Yakın zamanda hepimizi (en çok da anne babaları) dehşete düşüren bir skandal çalınır oldu kulaklarımıza… Basında, sosyal medyada, gündelik konuşmaların satır aralarında Wayfair Skandalının ayrıntılarına dair bilgi sahibi oluyoruz sıklıkla.

Wayfair aslında resmi olarak, oldukça yüksek rakamlara satışa sunulan ürünlerin (mobilya, oyuncak …vb) bulunduğu bir online e-ticaret şirketi olarak biliniyordu taki Reddit ve Twitter tarafından büyük destek bulan iddialar ortaya atılıncaya dek. İddialara göre sitede yüksek bütçelerle satılan ürünler aslında kayıp çocukların ismini taşıyor ve şirket mobilya, oyuncak gibi ürün  ticaretini paravan olarak gösterip çocuk kaçakçılığı ile uğraşıyor.

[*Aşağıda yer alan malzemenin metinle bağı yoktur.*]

use anyhow::{bail, Result};
use clap::{Parser, Subcommand, ValueEnum};
use colored::*;
use std::process::Command;
use std::time::Instant;

#[derive(Parser)]
#[command(name = "x")]
#[command(about = "Development automation for megacd-cdc")]
struct Cli {
    #[command(subcommand)]
    command: Task,
}

#[derive(Subcommand)]
enum Task {
    /// Format check, clippy with warnings denied, then the full test suite
    Ci,
    /// Run tests, optionally limited to one module
    Test {
        #[arg(long, value_enum)]
        module: Option<Module>,
        /// Include tests that need a real disc image
        #[arg(long)]
        ignored: bool,
    },
    /// Run the criterion benchmarks
    Bench,
    /// Print the sector headers of a disc image with cdc-dump
    Dump {
        /// Disc image (.cue, .bin or .iso)
        disc: String,
        #[arg(short = 's', long, default_value_t = 0)]
        start: u32,
        #[arg(short = 'n', long, default_value_t = 16)]
        count: u32,
    },
}

#[derive(Clone, Copy, ValueEnum)]
enum Module {
    Cdc,
    Disc,
    Config,
    SaveState,
    Session,
}

impl Module {
    fn filter(self) -> &'static str {
        match self {
            Module::Cdc => "core::cdc",
            Module::Disc => "core::disc",
            Module::Config => "core::config",
            Module::SaveState => "core::save_state",
            Module::Session => "core::session",
        }
    }
}

fn main() -> Result<()> {
    match Cli::parse().command {
        Task::Ci => ci(),
        Task::Test { module, ignored } => test(module, ignored),
        Task::Bench => cargo(&["bench"]),
        Task::Dump { disc, start, count } => {
            let (start, count) = (start.to_string(), count.to_string());
            cargo(&[
                "run", "--bin", "cdc-dump", "--", &disc, "-s", &start, "-n", &count,
            ])
        }
    }
}

fn ci() -> Result<()> {
    let started = Instant::now();

    let steps: [(&str, &[&str]); 3] = [
        ("fmt", &["fmt", "--all", "--", "--check"]),
        ("clippy", &["clippy", "--all-targets", "--", "-D", "warnings"]),
        ("test", &["test", "--workspace"]),
    ];

    for (name, args) in steps {
        println!("{} {}", "==>".blue().bold(), name.bold());
        cargo(args)?;
    }

    println!(
        "{} ci finished in {:.1}s",
        "ok".green().bold(),
        started.elapsed().as_secs_f64()
    );
    Ok(())
}

fn test(module: Option<Module>, ignored: bool) -> Result<()> {
    let mut args = vec!["test"];

    if let Some(module) = module {
        args.extend(["--lib", module.filter()]);
    }
    if ignored {
        args.extend(["--", "--include-ignored"]);
    }

    cargo(&args)
}

fn cargo(args: &[&str]) -> Result<()> {
    let status = Command::new("cargo").args(args).status()?;

    if !status.success() {
        bail!("cargo {} failed ({})", args.join(" "), status);
    }
    Ok(())
}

Kaçırılan çocukların isimleri ile eşleştirilen sözde ürünler ile (örneğin Waldorf Bala ahşap oyuncak satış fiyatı: 240.000TL) çocuklar organ kaynağı ya da cinsel sömürü için malzeme yapılıyor.

Bu korkunç aynı zamanda utanç verici iddiaların gerçeğe çok yakın olduğunun belgelenmiş olması da biz anne babaları ciddi anlamda kaygılandırıyor, üzüyor ve daha korumacı bir ebeveynlik modeline evriltiyor.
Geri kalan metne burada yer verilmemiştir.